Le soleil disparaît dans l’ombre du couchant,
Mélancolique adieu d’un jour de notre vie ;
Et ce jour qui s’éteint dans sa calme agonie,
N’est plus qu’une lueur au bord du noir néant.

Et la Terre qui flotte et vogue dans l’espace,
Laisse loin derrière elle et nos ans écoulés
Et nos ambitions, nos projets écroulés,
Dans un muet sillage où tout fuit et s’efface.

C’est l’heure où notre esprit évoque le passé,
Abîme sur lequel le souvenir surnage ;
Et je vois resplendir, comme dans un mirage,
Un essaim de beautés que rien n’a remplacé.

Je les vois dans ce bal, dont l’éclat magnifique
Éclipsait tous les bals renommés jusque-là ;
Ivres de leur printemps, d’amour et de musique,
Pour elles cette nuit bien vite s’envola.

Bientôt, elles aussi, loin de nous s’envolèrent
Dans les bras de la Mort, de l’envieuse Mort ;
De leurs admirateurs les uns les oublièrent,
D’autres en vieillissant pleuraient toujours leur sort.

Pour en garder la douce et triste souvenance,
Moi seul reste ici-bas.

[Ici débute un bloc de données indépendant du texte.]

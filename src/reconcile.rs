//! Diffing scraped candidates against the ids already in the record store.

use std::cmp::Reverse;
use std::collections::HashSet;
use std::sync::LazyLock;

use regex::Regex;

use crate::config;
use crate::types::{CandidateRecord, NewRecord, StoredRow};

static DIGIT_RUN: LazyLock<Regex> = LazyLock::new(|| Regex::new(r"\d+").expect("static regex"));

/// Canonical digit-only form of an identifier.
#[derive(Debug, Clone, PartialEq, Eq)]
pub struct CanonicalId {
    pub value: String,
    /// Resolved by pulling the first digit run out of non-numeric text.
    pub via_fallback: bool,
}

/// Normalises `3615`, `3615.0`, `3,615` and `id=3615text` to `3615`.
///
/// Numeric parsing is tried first (thousands separators stripped, fractions
/// truncated); only when the text is not a number is the first digit run
/// taken, and the result is marked `via_fallback`. Text without digits has no
/// canonical form.
pub fn canonicalize(raw: &str) -> Option<CanonicalId> {
    let cleaned = raw.trim().replace(',', "");
    if cleaned.is_empty() {
        return None;
    }

    if cleaned.bytes().all(|b| b.is_ascii_digit()) {
        return Some(CanonicalId {
            value: strip_leading_zeros(&cleaned).to_string(),
            via_fallback: false,
        });
    }

    if let Some(value) = numeric_value(&cleaned) {
        return Some(CanonicalId {
            value,
            via_fallback: false,
        });
    }

    let digits = DIGIT_RUN.find(&cleaned)?.as_str();
    Some(CanonicalId {
        value: strip_leading_zeros(digits).to_string(),
        via_fallback: true,
    })
}

/// Integer part of a non-negative number as a digit string. Values past
/// u64 keep every digit of their truncated float.
fn numeric_value(s: &str) -> Option<String> {
    if let Ok(n) = s.parse::<u64>() {
        return Some(n.to_string());
    }
    let f = s.parse::<f64>().ok()?;
    if !f.is_finite() || f < 0.0 {
        return None;
    }
    // 2^64
    if f < 18_446_744_073_709_551_616.0 {
        Some((f.trunc() as u64).to_string())
    } else {
        Some(format!("{:.0}", f.trunc()))
    }
}

fn strip_leading_zeros(digits: &str) -> &str {
    let trimmed = digits.trim_start_matches('0');
    if trimmed.is_empty() { "0" } else { trimmed }
}

/// Ordering key: the id as a u64, 0 when it does not fit.
pub fn order_key(canonical: &str) -> u64 {
    canonical.parse().unwrap_or(0)
}

#[derive(Debug, Clone, Copy, PartialEq, Eq)]
pub enum IdOrder {
    Ascending,
    Descending,
}

// -------------------------
// Known set
// -------------------------

/// Canonical ids already persisted, plus those accepted during this run.
#[derive(Debug, Default, Clone)]
pub struct KnownIds {
    ids: HashSet<String>,
}

impl KnownIds {
    /// Builds the set from a store snapshot, canonicalising whatever text the
    /// store hands back for the id column.
    pub fn from_rows(rows: &[StoredRow]) -> Self {
        let mut known = Self::default();
        let mut fallback = 0usize;
        for row in rows {
            if let Some(id) = canonicalize(&row.identifier) {
                fallback += usize::from(id.via_fallback);
                known.ids.insert(id.value);
            }
        }
        if fallback > 0 {
            tracing::warn!(count = fallback, "stored ids needed digit-run extraction");
        }
        tracing::info!(rows = rows.len(), unique = known.len(), "loaded known ids");
        known
    }

    pub fn contains(&self, canonical: &str) -> bool {
        self.ids.contains(canonical)
    }

    /// Returns false if the id was already known.
    pub fn insert(&mut self, canonical: String) -> bool {
        self.ids.insert(canonical)
    }

    pub fn len(&self) -> usize {
        self.ids.len()
    }

    pub fn is_empty(&self) -> bool {
        self.ids.is_empty()
    }
}

impl<S: Into<String>> FromIterator<S> for KnownIds {
    fn from_iter<I: IntoIterator<Item = S>>(iter: I) -> Self {
        Self {
            ids: iter.into_iter().map(Into::into).collect(),
        }
    }
}

// -------------------------
// Reconciliation
// -------------------------

/// An accepted record whose id only resolved through digit-run extraction.
#[derive(Debug, Clone, PartialEq, Eq)]
pub struct ReviewItem {
    pub raw: String,
    pub canonical: String,
}

#[derive(Debug, Default)]
pub struct Reconciliation {
    pub new_records: Vec<NewRecord>,
    pub needs_review: Vec<ReviewItem>,
    /// Candidates whose id had no digits at all.
    pub unusable: usize,
    /// Candidates rejected as already known or repeated within the batch.
    pub duplicates: usize,
}

/// Computes the records to persist and marks them known in `known`.
///
/// First occurrence of a canonical id wins; the output is sorted by numeric
/// id in `order`, ties keeping discovery order.
pub fn reconcile(
    candidates: Vec<CandidateRecord>,
    known: &mut KnownIds,
    detail_template: &str,
    order: IdOrder,
) -> Reconciliation {
    let mut out = Reconciliation::default();

    for candidate in candidates {
        let Some(id) = canonicalize(&candidate.identifier) else {
            tracing::warn!(raw = %candidate.identifier, "dropping candidate without a numeric id");
            out.unusable += 1;
            continue;
        };

        if !known.insert(id.value.clone()) {
            out.duplicates += 1;
            continue;
        }

        if id.via_fallback {
            tracing::warn!(
                raw = %candidate.identifier,
                canonical = %id.value,
                "id extracted from free text, flagged for manual review"
            );
            out.needs_review.push(ReviewItem {
                raw: candidate.identifier.clone(),
                canonical: id.value.clone(),
            });
        }

        out.new_records.push(NewRecord {
            detail_link: config::detail_link(detail_template, &id.value),
            identifier: id.value,
            display_url: candidate.display_url,
        });
    }

    match order {
        IdOrder::Ascending => out.new_records.sort_by_key(|r| order_key(&r.identifier)),
        IdOrder::Descending => out
            .new_records
            .sort_by_key(|r| Reverse(order_key(&r.identifier))),
    }
    out
}

#[cfg(test)]
mod tests {
    use super::*;

    const DETAIL: &str = "https://admin.example/site?site_id={id}";

    fn ids(records: &[NewRecord]) -> Vec<&str> {
        records.iter().map(|r| r.identifier.as_str()).collect()
    }

    #[test]
    fn encodings_collapse_to_one_id() {
        for raw in ["3615", "3615.0", "3,615", "id=3615text", " 3615 ", "003615"] {
            assert_eq!(canonicalize(raw).unwrap().value, "3615", "input {raw:?}");
        }
    }

    #[test]
    fn canonical_form_is_a_fixed_point() {
        for raw in ["3615", "3615.9", "1,234,567", "site-42-b", "0", "7e2"] {
            let once = canonicalize(raw).unwrap();
            let twice = canonicalize(&once.value).unwrap();
            assert_eq!(once.value, twice.value);
            assert!(!twice.via_fallback);
        }
    }

    #[test]
    fn fallback_is_marked_and_numbers_are_not() {
        assert!(!canonicalize("3615.0").unwrap().via_fallback);
        assert!(!canonicalize("1e3").unwrap().via_fallback);
        assert_eq!(canonicalize("1e3").unwrap().value, "1000");

        let fb = canonicalize("https://x.example/site/77?ref=3").unwrap();
        assert!(fb.via_fallback);
        assert_eq!(fb.value, "77");

        let negative = canonicalize("-12").unwrap();
        assert!(negative.via_fallback);
        assert_eq!(negative.value, "12");
    }

    #[test]
    fn no_digits_no_id() {
        assert_eq!(canonicalize(""), None);
        assert_eq!(canonicalize("  "), None);
        assert_eq!(canonicalize("n/a"), None);
        assert_eq!(canonicalize("NaN"), None);
        assert_eq!(canonicalize("inf"), None);
    }

    #[test]
    fn huge_ids_survive_and_order_as_zero() {
        let huge = "123456789012345678901234567890";
        let id = canonicalize(huge).unwrap();
        assert_eq!(id.value, huge);
        assert_eq!(order_key(&id.value), 0);
    }

    #[test]
    fn exponent_notation_past_u64_keeps_its_magnitude() {
        let id = canonicalize("1e30").unwrap();
        assert!(!id.via_fallback);
        assert_eq!(id.value.len(), 31);
        assert!(id.value.starts_with('1') && id.value.bytes().all(|b| b.is_ascii_digit()));
        assert_eq!(order_key(&id.value), 0);
        assert_eq!(canonicalize("1.5E+25").unwrap().value.len(), 26);

        let mut known: KnownIds = ["1"].into_iter().collect();
        let out = reconcile(
            vec![CandidateRecord::new("1e30", "big.example")],
            &mut known,
            DETAIL,
            IdOrder::Ascending,
        );
        assert_eq!(out.new_records.len(), 1);
        assert_eq!(out.duplicates, 0);
        assert_eq!(out.new_records[0].identifier, id.value);
    }

    #[test]
    fn known_duplicate_and_alternate_encoding_are_rejected() {
        let mut known: KnownIds = ["100", "101"].into_iter().collect();
        let out = reconcile(
            vec![
                CandidateRecord::new("100", "u1"),
                CandidateRecord::new("102", "u2"),
                CandidateRecord::new("102.0", "u2"),
            ],
            &mut known,
            DETAIL,
            IdOrder::Ascending,
        );
        assert_eq!(
            out.new_records,
            vec![NewRecord {
                identifier: "102".into(),
                display_url: "u2".into(),
                detail_link: "https://admin.example/site?site_id=102".into(),
            }]
        );
        assert_eq!(out.duplicates, 2);
        assert!(known.contains("102"));
    }

    #[test]
    fn second_pass_over_same_batch_is_empty() {
        let batch = vec![
            CandidateRecord::new("5", "a"),
            CandidateRecord::new("9", "b"),
            CandidateRecord::new("5.0", "c"),
        ];
        let mut known = KnownIds::default();
        let first = reconcile(batch.clone(), &mut known, DETAIL, IdOrder::Ascending);
        assert_eq!(ids(&first.new_records), vec!["5", "9"]);

        let second = reconcile(batch, &mut known, DETAIL, IdOrder::Ascending);
        assert!(second.new_records.is_empty());
    }

    #[test]
    fn first_occurrence_wins() {
        let mut known = KnownIds::default();
        let out = reconcile(
            vec![
                CandidateRecord::new("3,615", "first.example"),
                CandidateRecord::new("3615", "second.example"),
            ],
            &mut known,
            DETAIL,
            IdOrder::Ascending,
        );
        assert_eq!(out.new_records.len(), 1);
        assert_eq!(out.new_records[0].display_url, "first.example");
    }

    #[test]
    fn order_follows_the_requested_direction() {
        let batch = || {
            vec![
                CandidateRecord::new("20", "b"),
                CandidateRecord::new("3", "a"),
                CandidateRecord::new("100", "c"),
            ]
        };
        let asc = reconcile(batch(), &mut KnownIds::default(), DETAIL, IdOrder::Ascending);
        assert_eq!(ids(&asc.new_records), vec!["3", "20", "100"]);

        let desc = reconcile(batch(), &mut KnownIds::default(), DETAIL, IdOrder::Descending);
        assert_eq!(ids(&desc.new_records), vec!["100", "20", "3"]);
    }

    #[test]
    fn unusable_ids_are_dropped_and_fallback_ids_flagged() {
        let mut known = KnownIds::default();
        let out = reconcile(
            vec![
                CandidateRecord::new("—", "nothing.example"),
                CandidateRecord::new("site #88", "eighty-eight.example"),
            ],
            &mut known,
            DETAIL,
            IdOrder::Ascending,
        );
        assert_eq!(out.unusable, 1);
        assert_eq!(ids(&out.new_records), vec!["88"]);
        assert_eq!(
            out.needs_review,
            vec![ReviewItem {
                raw: "site #88".into(),
                canonical: "88".into(),
            }]
        );
    }

    #[test]
    fn snapshot_load_canonicalises_stored_ids() {
        let rows = vec![
            StoredRow::from_cells(&["3615.0", "a"]),
            StoredRow::from_cells(&["3,616", "b"]),
            StoredRow::from_cells(&["", "c"]),
            StoredRow::from_cells(&["3615", "d"]),
        ];
        let known = KnownIds::from_rows(&rows);
        assert_eq!(known.len(), 2);
        assert!(known.contains("3615"));
        assert!(known.contains("3616"));
    }
}
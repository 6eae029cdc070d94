//! Durable table of known sites.

use anyhow::Result;
use async_trait::async_trait;

use crate::config::StoreSettings;
use crate::error::StoreError;
use crate::types::StoredRow;

pub mod file;
pub mod sheets;

pub use self::file::CsvStore;
pub use self::sheets::SheetsStore;

/// The record store as the pipeline sees it. A deployment calls exactly one
/// of `append_rows` / `overwrite_all` per run, and only after the fetch phase.
#[async_trait]
pub trait RecordStore: Send + Sync {
    /// Inserts the header above existing data if the first row is not it.
    async fn ensure_header(&self) -> Result<(), StoreError>;

    /// All data rows in stored order, header excluded.
    async fn read_all(&self) -> Result<Vec<StoredRow>, StoreError>;

    /// Adds rows after existing content in one write.
    async fn append_rows(&self, rows: &[StoredRow]) -> Result<(), StoreError>;

    /// Replaces the table with the header followed by `rows`.
    async fn overwrite_all(&self, rows: &[StoredRow]) -> Result<(), StoreError>;
}

/// Builds the configured store; `header` comes from the merge strategy.
pub fn open(settings: &StoreSettings, header: &[&str]) -> Result<Box<dyn RecordStore>> {
    let header: Vec<String> = header.iter().map(|h| h.to_string()).collect();
    Ok(match settings {
        StoreSettings::Csv { path } => Box::new(CsvStore::new(path.clone(), header)),
        StoreSettings::Sheets {
            spreadsheet_id,
            sheet_name,
            sheet_gid,
            access_token,
        } => Box::new(SheetsStore::new(
            spreadsheet_id,
            sheet_name,
            *sheet_gid,
            access_token.clone(),
            header,
        )?),
    })
}

/// A row is the header when its first cell names the first column.
pub(crate) fn is_header<S: AsRef<str>>(cells: &[S], header: &[String]) -> bool {
    match (cells.first(), header.first()) {
        (Some(cell), Some(name)) => cell.as_ref().trim().eq_ignore_ascii_case(name),
        _ => false,
    }
}

/// Data rows of a raw table: the header row and blank rows are skipped.
pub(crate) fn data_rows<S: AsRef<str>>(table: &[Vec<S>], header: &[String]) -> Vec<StoredRow> {
    table
        .iter()
        .enumerate()
        .filter(|(i, cells)| !(*i == 0 && is_header(cells.as_slice(), header)))
        .map(|(_, cells)| StoredRow::from_cells(cells.as_slice()))
        .filter(|row| !row.is_blank())
        .collect()
}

Quand mon dernier soleil,
S’éteignant dans la paix de l’éternel silence,
Aura fermé mes yeux pour leur dernier sommeil,

Qui parlera de vous, ô jeunes trépassées ?
Qui vous ranimera dans vos tombes glacées ?
Qui vous fera renaître à la clarté du jour,
Avec vos yeux remplis de pensée et d’amour ?

Ô Zulmé, qui peindra tes yeux d’orientale,
Ta danse harmonieuse et tes pieds andalous ?
Ismérie au front blanc, au beau port de vestale,
Quelle main dénouera tes cheveux fins et roux ?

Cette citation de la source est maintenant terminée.